After sitting silent for 60 minutes, his three words silenced the 20 others in the room: “Clear the mechanism.”
“Tell me more about that!”
“My pitching coach used to tell us that, that before every pitch, clear the mechanism. [Get your mind right].”
Brilliant.
I was facilitating a group conversation around our mentality before we enter difficult conversations. What’s our state of mind? Are we in the right frame of mind to have the tough conversation with our employee, colleague, wife, boss, etc?
Next, what do we need to do to get grounded, centered and ready to have that game changing conversation, make the shot, or deliver the perfect pitch?
Mind the Apps
Mindfulness and meditation do not require living in a monastery, reading Autobiography of a Yogi, or even an app. Meditation is an all encompassing term: For some it’s surfing, for others soccer, and others it might be writing.

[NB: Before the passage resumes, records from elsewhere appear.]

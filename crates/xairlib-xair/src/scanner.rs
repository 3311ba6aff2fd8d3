//! Continuous discovery and membership tracking.
//!
//! [`ScannerSession`] periodically sends `/xinfo` to its targets, keeps one
//! [`DeviceSupervisor`] per mixer that answers, and retires supervisors
//! whose device has gone quiet. Every time the set of tracked identities
//! changes it publishes a [`Snapshot`] to subscribers.

use std::collections::{BTreeSet, HashMap};
use std::net::SocketAddr;
use std::time::Duration;

use tokio::sync::{mpsc, oneshot};
use tokio::time::MissedTickBehavior;
use tokio_util::sync::CancellationToken;

use xairlib_core::error::{Error, Result};
use xairlib_core::{DeviceIdentity, OscMessage};
use xairlib_osc::codec;
use xairlib_transport::UdpTransport;

use crate::client::{ClientOptions, DeviceClient, RECV_BUFFER_SIZE};
use crate::discovery::{self, DEFAULT_TARGET};
use crate::subscription::{Subscribers, Subscription};
use crate::supervisor::DeviceSupervisor;
use crate::task::TaskHandle;

/// The set of identities currently tracked.
pub type Snapshot = BTreeSet<DeviceIdentity>;

/// Scanner configuration.
#[derive(Debug, Clone)]
pub struct ScannerOptions {
    /// Local address for the discovery socket.
    pub bind_addr: String,
    /// Where each `/xinfo` request is sent.
    pub targets: Vec<SocketAddr>,
    pub broadcast_period: Duration,
    /// A device unheard for longer than this is dropped.
    pub stale_timeout: Duration,
    /// Start a session for each newly discovered device.
    pub connect: bool,
    /// Meter ids enabled on each new session (only used with `connect`).
    pub meters: Vec<u32>,
    /// Options for sessions started when `connect` is set.
    pub client: ClientOptions,
}

impl Default for ScannerOptions {
    fn default() -> Self {
        Self {
            bind_addr: "0.0.0.0:0".into(),
            targets: vec![DEFAULT_TARGET],
            broadcast_period: Duration::from_secs(10),
            stale_timeout: Duration::from_secs(30),
            connect: false,
            meters: Vec::new(),
            client: ClientOptions::default(),
        }
    }
}

enum ScanRequest {
    Subscribe {
        reply: oneshot::Sender<(u64, mpsc::UnboundedReceiver<Snapshot>)>,
    },
    Unsubscribe {
        id: u64,
    },
    Get {
        identity: DeviceIdentity,
        reply: oneshot::Sender<Result<DeviceClient>>,
    },
    List {
        reply: oneshot::Sender<Snapshot>,
    },
}

/// Handle to a running scanner.
#[derive(Debug, Clone)]
pub struct DeviceScanner {
    requests: mpsc::UnboundedSender<ScanRequest>,
    local_addr: SocketAddr,
}

impl DeviceScanner {
    /// Bind the discovery socket and build the scanner and its session.
    pub async fn bind(options: ScannerOptions) -> Result<(DeviceScanner, ScannerSession)> {
        let transport = discovery::bind_discovery_socket(&options.bind_addr).await?;
        let local_addr = transport.local_addr();
        let (requests_tx, requests_rx) = mpsc::unbounded_channel();

        tracing::debug!(
            local = %local_addr,
            targets = ?options.targets,
            "Scanner bound"
        );

        let scanner = DeviceScanner {
            requests: requests_tx,
            local_addr,
        };
        let session = ScannerSession {
            transport,
            options,
            requests: requests_rx,
            supervisors: HashMap::new(),
            published: Snapshot::new(),
            subscribers: Subscribers::new(),
        };
        Ok((scanner, session))
    }

    /// Bind and run the scanner on a background task.
    pub async fn spawn(options: ScannerOptions) -> Result<(DeviceScanner, TaskHandle)> {
        let (scanner, session) = Self::bind(options).await?;
        let handle = TaskHandle::spawn(move |cancel| session.run(cancel));
        Ok((scanner, handle))
    }

    pub fn local_addr(&self) -> SocketAddr {
        self.local_addr
    }

    async fn call<T>(&self, build: impl FnOnce(oneshot::Sender<T>) -> ScanRequest) -> Result<T> {
        let (reply_tx, reply_rx) = oneshot::channel();
        self.requests
            .send(build(reply_tx))
            .map_err(|_| Error::NotConnected)?;
        reply_rx.await.map_err(|_| Error::NotConnected)
    }

    /// Receive a snapshot each time the tracked set changes.
    ///
    /// Membership already published before subscribing is not replayed;
    /// call [`list`](Self::list) for the current set.
    pub async fn subscribe(&self) -> Result<Subscription<Snapshot>> {
        let (id, rx) = self.call(|reply| ScanRequest::Subscribe { reply }).await?;
        let requests = self.requests.clone();
        Ok(Subscription::new(id, rx, move |id| {
            let _ = requests.send(ScanRequest::Unsubscribe { id });
        }))
    }

    /// The session for a tracked device.
    ///
    /// Fails with [`Error::IdentityNotFound`] for an untracked identity and
    /// [`Error::NotConnected`] if the scanner does not start sessions.
    pub async fn get(&self, identity: &DeviceIdentity) -> Result<DeviceClient> {
        let identity = identity.clone();
        self.call(|reply| ScanRequest::Get { identity, reply }).await?
    }

    pub async fn list(&self) -> Result<Snapshot> {
        self.call(|reply| ScanRequest::List { reply }).await
    }
}

/// The task-owned half of a scanner.
pub struct ScannerSession {
    transport: UdpTransport,
    options: ScannerOptions,
    requests: mpsc::UnboundedReceiver<ScanRequest>,
    supervisors: HashMap<DeviceIdentity, DeviceSupervisor>,
    published: Snapshot,
    subscribers: Subscribers<Snapshot>,
}

impl ScannerSession {
    /// Broadcast, track replies, and age out silent devices until `cancel`
    /// fires. Every supervisor is cancelled and awaited before returning.
    pub async fn run(mut self, cancel: CancellationToken) {
        tracing::debug!(
            period_ms = self.options.broadcast_period.as_millis(),
            "Scanner started"
        );

        let mut ticker = tokio::time::interval(self.options.broadcast_period);
        ticker.set_missed_tick_behavior(MissedTickBehavior::Delay);
        let mut buf = vec![0u8; RECV_BUFFER_SIZE];
        let mut requests_open = true;

        loop {
            tokio::select! {
                biased;

                _ = cancel.cancelled() => break,

                request = self.requests.recv(), if requests_open => match request {
                    Some(request) => self.handle_request(request),
                    None => requests_open = false,
                },

                _ = ticker.tick() => {
                    self.retire_stale().await;
                    discovery::send_probe(&self.transport, &self.options.targets).await;
                }

                received = self.transport.recv_from(&mut buf) => match received {
                    Ok((n, src)) => self.handle_datagram(&buf[..n], src).await,
                    Err(e) => tracing::debug!(error = %e, "Scanner receive failed"),
                },
            }
        }

        for (_, mut supervisor) in self.supervisors.drain() {
            supervisor.cancel().await;
        }
        tracing::debug!("Scanner stopped");
    }

    fn handle_request(&mut self, request: ScanRequest) {
        match request {
            ScanRequest::Subscribe { reply } => {
                let _ = reply.send(self.subscribers.add(()));
            }
            ScanRequest::Unsubscribe { id } => {
                self.subscribers.remove(id);
            }
            ScanRequest::Get { identity, reply } => {
                let result = match self.supervisors.get(&identity) {
                    None => Err(Error::IdentityNotFound(identity)),
                    Some(supervisor) => supervisor.client().cloned().ok_or(Error::NotConnected),
                };
                let _ = reply.send(result);
            }
            ScanRequest::List { reply } => {
                let _ = reply.send(self.snapshot());
            }
        }
    }

    fn snapshot(&self) -> Snapshot {
        self.supervisors.keys().cloned().collect()
    }

    /// Publish the tracked set if it differs from the last one published.
    fn notify(&mut self) {
        let current = self.snapshot();
        if current != self.published {
            tracing::debug!(devices = current.len(), "Membership changed");
            self.subscribers.publish(&current, |_| true);
            self.published = current;
        }
    }

    async fn retire_stale(&mut self) {
        let timeout = self.options.stale_timeout;
        let stale: Vec<DeviceIdentity> = self
            .supervisors
            .iter()
            .filter(|(_, supervisor)| supervisor.is_stale(timeout))
            .map(|(identity, _)| identity.clone())
            .collect();

        for identity in stale {
            if let Some(supervisor) = self.supervisors.get_mut(&identity) {
                supervisor.cancel().await;
            }
            self.supervisors.remove(&identity);
            tracing::info!(device = %identity, "Device went stale");
            self.notify();
        }
    }

    async fn handle_datagram(&mut self, data: &[u8], src: SocketAddr) {
        let message = match codec::decode(data) {
            Ok(message) => message,
            Err(e) => {
                tracing::debug!(src = %src, error = %e, "Dropping undecodable discovery datagram");
                return;
            }
        };
        if message.is_query() {
            // Our own broadcast, looped back.
            return;
        }
        self.handle_reply(&message, src).await;
    }

    async fn handle_reply(&mut self, message: &OscMessage, src: SocketAddr) {
        let identity = match discovery::identity_from_reply(message, src) {
            Ok(identity) => identity,
            Err(e) => {
                tracing::debug!(src = %src, error = %e, "Ignoring discovery datagram");
                return;
            }
        };

        if let Some(supervisor) = self.supervisors.get_mut(&identity) {
            supervisor.refresh();
            return;
        }

        let supervisor = if self.options.connect {
            match DeviceSupervisor::start(identity.clone(), &self.options.client).await {
                Ok(supervisor) => {
                    if let Some(client) = supervisor.client() {
                        for &meter in &self.options.meters {
                            let _ = client.enable_meter(meter, None);
                        }
                    }
                    supervisor
                }
                Err(e) => {
                    tracing::warn!(device = %identity, error = %e, "Failed to start device session");
                    return;
                }
            }
        } else {
            DeviceSupervisor::new(identity.clone())
        };

        tracing::info!(device = %identity, "Device discovered");
        self.supervisors.insert(identity, supervisor);
        self.notify();
    }
}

No matter what the practice looks like, science is catching up to what Yogis and Zen Monks have known for thousands of years: Meditation is medicine.
Consider it this way:
Pretend your thoughts are Apps, and your mind is the Operating System. Meditation can help close all the apps and help us return to a clear desktop. Closing apps, and clearing the desktop is a practice. It’s to:
“Clear the mechanism”
Taking the care to implement a clearing of the mechanism is a practice of mindfulness. Do it before each pitch. Do it before the tough conversation. Take a breath before opening the door to enter the meeting.
Sometimes we wait until we’re deep into our conversations, or down 20 points in the game to clear our mechanism. In soccer, when a team gets an early goal on us, I yell out to our team, “Restart.” Forget about it.
A Multiple Times Daily Practice
Clearing the mechanism via meditation, brisk walks, and a state-changing set of 30 pushups has been a catalyst to creativity and productivity in my own life.
It’s great to remember to get clear only when the going gets tough, but it’s far more difficult and easier to forget when the tough gets going.
Is it really that difficult to take a few breaths before moving onto the next thing, and the next thing, and the next thing? No. But, implementing this practice is where we often fail.
Clear the mechanism, and practice daily, because prating our pitch, so to speak, and getting control of our mental operating system, is key to execution.
As the NAVY SEALs say:
“you don’t ever rise to the occasion, you sink to your level of training.”
Where do you sink to when battle begins?